EXERCISE DETAILS :: Find the line containing "pub fn explains(&self)" in the records below. Copy exactly that line and each one after it, ending at the line containing "pub fn records(&self)", and nothing more.

THE DATA ::
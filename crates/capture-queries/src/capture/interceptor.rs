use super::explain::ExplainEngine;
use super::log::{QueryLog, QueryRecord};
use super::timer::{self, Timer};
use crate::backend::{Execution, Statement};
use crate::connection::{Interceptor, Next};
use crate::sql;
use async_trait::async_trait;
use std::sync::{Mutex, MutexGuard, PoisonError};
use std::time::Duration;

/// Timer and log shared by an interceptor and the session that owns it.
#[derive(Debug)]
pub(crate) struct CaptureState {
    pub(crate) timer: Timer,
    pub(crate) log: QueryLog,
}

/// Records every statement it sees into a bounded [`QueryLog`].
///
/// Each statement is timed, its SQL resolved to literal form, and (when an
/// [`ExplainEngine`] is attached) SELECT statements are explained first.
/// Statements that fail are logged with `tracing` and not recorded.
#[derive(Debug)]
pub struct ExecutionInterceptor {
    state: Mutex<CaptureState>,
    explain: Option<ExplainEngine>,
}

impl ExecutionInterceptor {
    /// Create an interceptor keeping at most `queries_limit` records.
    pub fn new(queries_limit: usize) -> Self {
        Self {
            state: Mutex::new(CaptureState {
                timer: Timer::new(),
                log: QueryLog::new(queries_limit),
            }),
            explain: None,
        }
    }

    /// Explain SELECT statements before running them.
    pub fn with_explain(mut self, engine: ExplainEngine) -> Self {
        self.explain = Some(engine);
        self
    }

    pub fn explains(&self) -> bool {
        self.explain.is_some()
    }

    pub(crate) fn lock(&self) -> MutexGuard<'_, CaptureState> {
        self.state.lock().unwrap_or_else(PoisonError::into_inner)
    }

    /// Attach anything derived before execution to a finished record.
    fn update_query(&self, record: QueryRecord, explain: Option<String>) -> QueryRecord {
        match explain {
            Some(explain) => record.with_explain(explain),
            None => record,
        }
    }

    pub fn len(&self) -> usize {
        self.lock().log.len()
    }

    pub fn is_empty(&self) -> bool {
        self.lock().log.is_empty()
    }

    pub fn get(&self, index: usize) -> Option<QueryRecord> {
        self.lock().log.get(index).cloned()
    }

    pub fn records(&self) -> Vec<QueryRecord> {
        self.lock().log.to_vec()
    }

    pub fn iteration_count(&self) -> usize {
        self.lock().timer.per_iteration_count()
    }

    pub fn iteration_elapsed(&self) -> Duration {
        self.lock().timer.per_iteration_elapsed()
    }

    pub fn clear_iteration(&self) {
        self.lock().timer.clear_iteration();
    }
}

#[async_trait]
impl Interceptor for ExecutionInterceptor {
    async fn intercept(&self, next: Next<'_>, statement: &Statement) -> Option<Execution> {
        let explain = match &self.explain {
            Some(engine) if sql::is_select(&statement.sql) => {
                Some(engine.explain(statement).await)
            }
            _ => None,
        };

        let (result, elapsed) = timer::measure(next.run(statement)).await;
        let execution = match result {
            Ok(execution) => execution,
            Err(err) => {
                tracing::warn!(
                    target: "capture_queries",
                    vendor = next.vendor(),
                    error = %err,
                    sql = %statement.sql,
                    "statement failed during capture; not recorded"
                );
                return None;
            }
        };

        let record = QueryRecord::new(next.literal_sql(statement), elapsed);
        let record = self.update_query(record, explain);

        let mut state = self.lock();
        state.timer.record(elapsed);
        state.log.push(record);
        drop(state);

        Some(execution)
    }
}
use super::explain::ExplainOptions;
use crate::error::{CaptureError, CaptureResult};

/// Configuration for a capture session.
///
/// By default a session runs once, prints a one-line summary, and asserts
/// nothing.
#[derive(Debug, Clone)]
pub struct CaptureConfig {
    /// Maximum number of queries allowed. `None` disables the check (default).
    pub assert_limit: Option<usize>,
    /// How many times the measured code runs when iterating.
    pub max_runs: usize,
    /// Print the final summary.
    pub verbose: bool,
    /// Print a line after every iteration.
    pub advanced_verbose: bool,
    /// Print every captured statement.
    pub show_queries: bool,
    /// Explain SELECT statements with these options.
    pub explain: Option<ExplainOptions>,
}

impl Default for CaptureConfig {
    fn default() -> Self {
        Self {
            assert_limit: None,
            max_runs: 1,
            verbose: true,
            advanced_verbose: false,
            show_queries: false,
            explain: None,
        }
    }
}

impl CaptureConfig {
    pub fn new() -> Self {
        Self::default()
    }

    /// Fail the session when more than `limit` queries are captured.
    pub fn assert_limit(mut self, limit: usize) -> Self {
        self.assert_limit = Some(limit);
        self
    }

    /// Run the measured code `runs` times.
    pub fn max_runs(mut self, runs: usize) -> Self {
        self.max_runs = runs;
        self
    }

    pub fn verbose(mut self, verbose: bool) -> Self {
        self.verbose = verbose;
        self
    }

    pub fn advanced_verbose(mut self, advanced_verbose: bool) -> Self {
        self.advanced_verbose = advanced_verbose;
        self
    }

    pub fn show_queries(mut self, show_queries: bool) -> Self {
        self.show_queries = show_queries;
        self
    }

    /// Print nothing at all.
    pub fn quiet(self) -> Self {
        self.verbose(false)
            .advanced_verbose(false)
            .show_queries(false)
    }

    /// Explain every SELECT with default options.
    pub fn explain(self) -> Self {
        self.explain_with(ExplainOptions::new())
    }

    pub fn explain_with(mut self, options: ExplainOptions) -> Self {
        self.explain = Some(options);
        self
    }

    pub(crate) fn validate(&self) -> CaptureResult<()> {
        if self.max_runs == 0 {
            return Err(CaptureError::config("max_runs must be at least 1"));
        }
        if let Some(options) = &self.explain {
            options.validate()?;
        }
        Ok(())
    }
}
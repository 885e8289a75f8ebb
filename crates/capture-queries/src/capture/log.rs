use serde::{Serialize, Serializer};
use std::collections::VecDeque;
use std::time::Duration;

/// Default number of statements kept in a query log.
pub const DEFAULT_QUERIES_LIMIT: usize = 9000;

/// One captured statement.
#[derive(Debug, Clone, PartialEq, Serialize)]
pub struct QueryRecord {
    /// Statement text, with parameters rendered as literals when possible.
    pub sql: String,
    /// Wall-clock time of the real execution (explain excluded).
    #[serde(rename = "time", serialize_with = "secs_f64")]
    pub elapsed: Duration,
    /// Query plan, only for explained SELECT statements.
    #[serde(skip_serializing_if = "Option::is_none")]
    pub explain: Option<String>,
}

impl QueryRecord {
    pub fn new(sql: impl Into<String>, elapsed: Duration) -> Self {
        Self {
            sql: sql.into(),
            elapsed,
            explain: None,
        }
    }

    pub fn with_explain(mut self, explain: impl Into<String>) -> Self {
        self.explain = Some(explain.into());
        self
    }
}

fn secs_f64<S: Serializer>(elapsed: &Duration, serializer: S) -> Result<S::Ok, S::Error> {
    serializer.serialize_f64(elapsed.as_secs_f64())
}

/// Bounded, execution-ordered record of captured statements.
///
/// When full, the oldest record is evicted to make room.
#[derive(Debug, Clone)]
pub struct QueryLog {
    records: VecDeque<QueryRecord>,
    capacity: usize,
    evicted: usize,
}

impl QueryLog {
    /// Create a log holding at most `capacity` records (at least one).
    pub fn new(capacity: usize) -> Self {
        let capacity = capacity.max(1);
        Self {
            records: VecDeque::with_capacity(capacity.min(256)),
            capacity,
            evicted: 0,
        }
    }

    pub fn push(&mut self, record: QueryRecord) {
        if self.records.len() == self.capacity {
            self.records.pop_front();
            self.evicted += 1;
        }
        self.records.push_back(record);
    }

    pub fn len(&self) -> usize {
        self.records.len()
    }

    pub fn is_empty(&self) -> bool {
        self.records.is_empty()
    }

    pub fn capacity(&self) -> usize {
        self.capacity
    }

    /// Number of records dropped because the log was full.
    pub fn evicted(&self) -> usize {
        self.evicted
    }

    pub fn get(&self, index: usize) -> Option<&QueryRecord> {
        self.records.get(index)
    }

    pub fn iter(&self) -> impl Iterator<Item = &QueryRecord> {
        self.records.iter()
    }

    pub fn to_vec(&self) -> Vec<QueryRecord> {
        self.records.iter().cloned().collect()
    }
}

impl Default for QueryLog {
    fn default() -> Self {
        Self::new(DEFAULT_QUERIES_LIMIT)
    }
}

YOUR RESPONSE ::
    pub fn explains(&self) -> bool {
        self.explain.is_some()
    }

    pub(crate) fn lock(&self) -> MutexGuard<'_, CaptureState> {
        self.state.lock().unwrap_or_else(PoisonError::into_inner)
    }

    /// Attach anything derived before execution to a finished record.
    fn update_query(&self, record: QueryRecord, explain: Option<String>) -> QueryRecord {
        match explain {
            Some(explain) => record.with_explain(explain),
            None => record,
        }
    }

    pub fn len(&self) -> usize {
        self.lock().log.len()
    }

    pub fn is_empty(&self) -> bool {
        self.lock().log.is_empty()
    }

    pub fn get(&self, index: usize) -> Option<QueryRecord> {
        self.lock().log.get(index).cloned()
    }

    pub fn records(&self) -> Vec<QueryRecord> {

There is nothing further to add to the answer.